On Mon, Sep 29, 2003 at 05:02:00PM -0600, Barak Pearlmutter wrote:
> Branden Robinson <branden@debian.org> wrote:
> 
> > On Sun, Sep 28, 2003 at 12:22:31PM -0600, Barak Pearlmutter wrote:
> > > Scanning all our packages for such snippets would be a truly
> > > gargantuan task.
> > 
> > And yet at the same time you claim that the inclusion of any particular
> > such "snippet" was a fully conscious decision made at the time the
> > Social Contract and Debian Free Software Guidelines were adopted.
> > 
> > Have you any evidence that this "truly gargantuan task" was undertaken
> > back then?
> > 
> > You undermine your own argument.
> > 
> > When we find non-DFSG-free materials in main, we should remove them, or
> > request their relicensing.
> 
> Why was this begging the question?
> 
> First (as a comment on a completely tangential portion of the train of
> logic you're responding to) you say that somehow not doing something
> now is a lot of work because it was more work to not do it in the
> past.  If we'd known we were doing it, so we must not have known.
> Which would be a lot of work.  Or something like that.

I cannot follow this at all.  It is riddled with sentence fragments and
vagueness.  To convincingly illustrate a logical fallacy (such as
begging the question) in someone else's argument, one must do by the
same standards of logic one purports to uphold.
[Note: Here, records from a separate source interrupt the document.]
pub mod api;
pub mod models;
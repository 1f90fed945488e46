use std::sync::Arc;
use std::time::Duration;
use tracing::{info, warn};

use newsboard_api::SessionStore;

/// Background task that prunes expired sessions on an interval.
pub async fn run_cleanup_loop(sessions: Arc<dyn SessionStore>, interval_secs: u64) {
    let mut interval = tokio::time::interval(Duration::from_secs(interval_secs));

    loop {
        interval.tick().await;

        match cleanup_expired(&sessions).await {
            Ok(count) => {
                if count > 0 {
                    info!("Cleanup: pruned {} expired sessions", count);
                }
            }
            Err(e) => warn!("Cleanup error: {}", e),
        }
    }
}

/// One cleanup pass. Returns how many sessions were removed.
pub async fn cleanup_expired(sessions: &Arc<dyn SessionStore>) -> anyhow::Result<usize> {
    let store = sessions.clone();
    tokio::task::spawn_blocking(move || store.purge_expired())
        .await
        .map_err(|e| anyhow::anyhow!("cleanup task failed: {}", e))?
}
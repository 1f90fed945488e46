//! Author administration. Authors are not created over HTTP; the server
//! binary exposes these as subcommands.

use newsboard_db::Database;
use newsboard_types::models::{Author, MAX_AUTHOR_FIELD_LEN, is_slug};
use tracing::info;

use crate::auth::hash_password;

#[derive(Debug, thiserror::Error)]
pub enum AuthorError {
    #[error("username must be 1-{max} characters without whitespace", max = MAX_AUTHOR_FIELD_LEN)]
    InvalidUsername,
    #[error("name must be a slug (letters, digits, '_' or '-') of at most {max} characters", max = MAX_AUTHOR_FIELD_LEN)]
    InvalidName,
    #[error("password must not be empty")]
    EmptyPassword,
    #[error("username '{0}' is already registered")]
    UsernameTaken(String),
    #[error("no author named '{0}'")]
    UnknownAuthor(String),
    #[error(transparent)]
    Storage(#[from] anyhow::Error),
}

pub fn register_author(db: &Database, username: &str, name: &str, password: &str) -> Result<Author, AuthorError> {
    if username.is_empty()
        || username.chars().count() > MAX_AUTHOR_FIELD_LEN
        || username.chars().any(char::is_whitespace)
    {
        return Err(AuthorError::InvalidUsername);
    }
    if !is_slug(name) || name.chars().count() > MAX_AUTHOR_FIELD_LEN {
        return Err(AuthorError::InvalidName);
    }
    if password.is_empty() {
        return Err(AuthorError::EmptyPassword);
    }
    if db.get_author(username)?.is_some() {
        return Err(AuthorError::UsernameTaken(username.to_string()));
    }

    let hash = hash_password(password)?;
    db.create_author(username, name, &hash)?;

    info!("Registered author {}", username);
    Ok(Author {
        username: username.to_string(),
        name: name.to_string(),
    })
}

/// Remove an author together with their stories and sessions.
pub fn remove_author(db: &Database, username: &str) -> Result<(), AuthorError> {
    if !db.delete_author(username)? {
        return Err(AuthorError::UnknownAuthor(username.to_string()));
    }
    info!("Removed author {}", username);
    Ok(())
}

pub fn list_authors(db: &Database) -> Result<Vec<Author>, AuthorError> {
    Ok(db.list_authors()?.into_iter().map(Author::from).collect())
}
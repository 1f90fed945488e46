use crate::Database;
use crate::filter::StoryFilter;
use crate::models::{AuthorRow, NewStory, SessionRow, StoryRow};
use anyhow::Result;
use chrono::{DateTime, Utc};
use newsboard_types::models::STORY_DATE_FORMAT;
use rusqlite::Connection;

/// Timestamps are stored the way SQLite's `datetime('now')` renders them, so
/// plain string comparison orders them correctly.
const TIMESTAMP_FORMAT: &str = "%Y-%m-%d %H:%M:%S";

fn timestamp(at: DateTime<Utc>) -> String {
    at.format(TIMESTAMP_FORMAT).to_string()
}

impl Database {
    // -- Authors --

    pub fn create_author(&self, username: &str, name: &str, password_hash: &str) -> Result<()> {
        self.with_conn_mut(|conn| {
            conn.execute(
                "INSERT INTO authors (username, name, password) VALUES (?1, ?2, ?3)",
                (username, name, password_hash),
            )?;
            Ok(())
        })
    }

    pub fn get_author(&self, username: &str) -> Result<Option<AuthorRow>> {
        self.with_conn(|conn| query_author(conn, username))
    }

    pub fn list_authors(&self) -> Result<Vec<AuthorRow>> {
        self.with_conn(|conn| {
            let mut stmt = conn.prepare(
                "SELECT username, name, password, created_at FROM authors ORDER BY username",
            )?;
            let rows = stmt
                .query_map([], author_from_row)?
                .collect::<std::result::Result<Vec<_>, _>>()?;
            Ok(rows)
        })
    }

    /// Remove an author. Their stories and sessions go with them.
    pub fn delete_author(&self, username: &str) -> Result<bool> {
        self.with_conn_mut(|conn| {
            let removed = conn.execute("DELETE FROM authors WHERE username = ?1", [username])?;
            Ok(removed > 0)
        })
    }

    // -- Stories --

    /// Insert a story and return its assigned id.
    pub fn insert_story(&self, story: &NewStory<'_>) -> Result<i64> {
        let date = story.date.format(STORY_DATE_FORMAT).to_string();
        self.with_conn_mut(|conn| {
            conn.execute(
                "INSERT INTO stories (headline, category, region, author, date, details)
                 VALUES (?1, ?2, ?3, ?4, ?5, ?6)",
                rusqlite::params![
                    story.headline,
                    story.category,
                    story.region,
                    story.author,
                    date,
                    story.details,
                ],
            )?;
            Ok(conn.last_insert_rowid())
        })
    }

    pub fn get_story(&self, id: i64) -> Result<Option<StoryRow>> {
        self.with_conn(|conn| {
            conn.query_row(
                "SELECT id, headline, category, region, author, date, details
                 FROM stories WHERE id = ?1",
                [id],
                story_from_row,
            )
            .optional()
        })
    }

    pub fn list_stories(&self, filter: &StoryFilter) -> Result<Vec<StoryRow>> {
        let (where_clause, params) = filter.to_sql();
        self.with_conn(|conn| {
            let sql = format!(
                "SELECT id, headline, category, region, author, date, details
                 FROM stories{}
                 ORDER BY id",
                where_clause
            );
            let mut stmt = conn.prepare(&sql)?;
            let rows = stmt
                .query_map(rusqlite::params_from_iter(params), story_from_row)?
                .collect::<std::result::Result<Vec<_>, _>>()?;
            Ok(rows)
        })
    }

    /// Delete a story only if `author` owns it. Returns whether a row went away.
    pub fn delete_story(&self, id: i64, author: &str) -> Result<bool> {
        self.with_conn_mut(|conn| {
            let removed = conn.execute(
                "DELETE FROM stories WHERE id = ?1 AND author = ?2",
                rusqlite::params![id, author],
            )?;
            Ok(removed > 0)
        })
    }

    // -- Sessions --

    pub fn insert_session(&self, token: &str, username: &str, expires_at: DateTime<Utc>) -> Result<()> {
        self.with_conn_mut(|conn| {
            conn.execute(
                "INSERT INTO sessions (token, username, expires_at) VALUES (?1, ?2, ?3)",
                (token, username, timestamp(expires_at)),
            )?;
            Ok(())
        })
    }

    /// Look up a session that has not expired as of `now`.
    pub fn get_live_session(&self, token: &str, now: DateTime<Utc>) -> Result<Option<SessionRow>> {
        self.with_conn(|conn| {
            conn.query_row(
                "SELECT token, username, created_at, expires_at
                 FROM sessions WHERE token = ?1 AND expires_at > ?2",
                (token, timestamp(now)),
                |row| {
                    Ok(SessionRow {
                        token: row.get(0)?,
                        username: row.get(1)?,
                        created_at: row.get(2)?,
                        expires_at: row.get(3)?,
                    })
                },
            )
            .optional()
        })
    }

    pub fn delete_session(&self, token: &str) -> Result<bool> {
        self.with_conn_mut(|conn| {
            let removed = conn.execute("DELETE FROM sessions WHERE token = ?1", [token])?;
            Ok(removed > 0)
        })
    }

    pub fn purge_expired_sessions(&self, now: DateTime<Utc>) -> Result<usize> {
        self.with_conn_mut(|conn| {
            let removed = conn.execute("DELETE FROM sessions WHERE expires_at <= ?1", [timestamp(now)])?;
            Ok(removed)
        })
    }
}

fn query_author(conn: &Connection, username: &str) -> Result<Option<AuthorRow>> {
    let mut stmt = conn
        .prepare("SELECT username, name, password, created_at FROM authors WHERE username = ?1")?;

    stmt.query_row([username], author_from_row).optional()
}

fn author_from_row(row: &rusqlite::Row<'_>) -> rusqlite::Result<AuthorRow> {
    Ok(AuthorRow {
        username: row.get(0)?,
        name: row.get(1)?,
        password: row.get(2)?,
        created_at: row.get(3)?,
    })
}

fn story_from_row(row: &rusqlite::Row<'_>) -> rusqlite::Result<StoryRow> {
    Ok(StoryRow {
        id: row.get(0)?,
        headline: row.get(1)?,
        category: row.get(2)?,
        region: row.get(3)?,
        author: row.get(4)?,
        date: row.get(5)?,
        details: row.get(6)?,
    })
}

/// Extension trait for optional query results
trait OptionalExt<T> {
    fn optional(self) -> Result<Option<T>>;
}

impl<T> OptionalExt<T> for std::result::Result<T, rusqlite::Error> {
    fn optional(self) -> Result<Option<T>> {
        match self {
            Ok(val) => Ok(Some(val)),
            Err(rusqlite::Error::QueryReturnedNoRows) => Ok(None),
            Err(e) => Err(e.into()),
        }
    }
}
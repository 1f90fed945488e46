//! Composable story filter.
//!
//! Each optional dimension of a story listing contributes at most one
//! predicate; the predicates are AND-ed into a single `WHERE` clause with
//! positional parameters. An empty filter selects every story.

use chrono::NaiveDate;
use rusqlite::types::Value;

use newsboard_types::models::STORY_DATE_FORMAT;

/// Columns a filter may constrain. Only these names ever reach the SQL text.
#[derive(Debug, Clone, Copy, PartialEq, Eq)]
pub enum Column {
    Category,
    Region,
    Date,
}

impl Column {
    fn as_sql(self) -> &'static str {
        match self {
            Self::Category => "category",
            Self::Region => "region",
            Self::Date => "date",
        }
    }
}

#[derive(Debug, Clone, PartialEq, Eq)]
pub enum Predicate {
    Equals(Column, String),
    OnOrAfter(Column, NaiveDate),
}

impl Predicate {
    fn render(&self, position: usize) -> (String, Value) {
        match self {
            Self::Equals(column, value) => {
                (format!("{} = ?{}", column.as_sql(), position), Value::Text(value.clone()))
            }
            Self::OnOrAfter(column, date) => (
                format!("{} >= ?{}", column.as_sql(), position),
                Value::Text(date.format(STORY_DATE_FORMAT).to_string()),
            ),
        }
    }
}

#[derive(Debug, Clone, Default, PartialEq, Eq)]
pub struct StoryFilter {
    predicates: Vec<Predicate>,
}

impl StoryFilter {
    pub fn new() -> Self {
        Self::default()
    }

    pub fn category(self, code: impl Into<String>) -> Self {
        self.with(Predicate::Equals(Column::Category, code.into()))
    }

    pub fn region(self, code: impl Into<String>) -> Self {
        self.with(Predicate::Equals(Column::Region, code.into()))
    }

    /// Stories dated on or after `date`.
    pub fn since(self, date: NaiveDate) -> Self {
        self.with(Predicate::OnOrAfter(Column::Date, date))
    }

    pub fn with(mut self, predicate: Predicate) -> Self {
        self.predicates.push(predicate);
        self
    }

    pub fn predicates(&self) -> &[Predicate] {
        &self.predicates
    }

    pub fn is_empty(&self) -> bool {
        self.predicates.is_empty()
    }

    /// Render as a `WHERE` clause (empty when unfiltered) plus its parameters.
    pub fn to_sql(&self) -> (String, Vec<Value>) {
        if self.predicates.is_empty() {
            return (String::new(), Vec::new());
        }

        let (clauses, params): (Vec<String>, Vec<Value>) = self
            .predicates
            .iter()
            .enumerate()
            .map(|(i, p)| p.render(i + 1))
            .unzip();

        (format!(" WHERE {}", clauses.join(" AND ")), params)
    }
}

#[cfg(test)]
mod tests {
    use super::*;

    #[test]
    fn empty_filter_has_no_where_clause() {
        let (sql, params) = StoryFilter::new().to_sql();
        assert!(sql.is_empty());
        assert!(params.is_empty());
    }

    #[test]
    fn predicates_are_and_ed_in_order() {
        let date = NaiveDate::from_ymd_opt(2024, 1, 1).unwrap();
        let (sql, params) = StoryFilter::new().category("tech").region("uk").since(date).to_sql();

        assert_eq!(sql, " WHERE category = ?1 AND region = ?2 AND date >= ?3");
        assert_eq!(
            params,
            vec![
                Value::Text("tech".into()),
                Value::Text("uk".into()),
                Value::Text("2024-01-01".into()),
            ]
        );
    }

    #[test]
    fn single_dimension_uses_first_placeholder() {
        let date = NaiveDate::from_ymd_opt(2023, 12, 31).unwrap();
        let (sql, _) = StoryFilter::new().since(date).to_sql();
        assert_eq!(sql, " WHERE date >= ?1");
    }
}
As I understand it, you assert:

1 The Debian OS is riddled with minutae and desiderata whose origins are
  unknown and/or whose copyright lineage and licensing is vague or
  nonexistent.
2 All developers who were around when the Social Contract was ratified
  knew, or should have known, that the Debian OS was riddled with such
  materials.
3 We should not remove any one of these minute bits of detritus unless
  we are willing to undertake the gargantuan task of scrunitizing our OS
  for all of them and purging them.

Mixed in with the above is your assertion that the GNU Manifesto is so
important, and should have been so obviously known to all developers
when the Social Contract and DFSG were adopted, that we cannot possibly
have meant any interpretation of those documents which would exclude it
(the GNU Manifesto) from our distribution.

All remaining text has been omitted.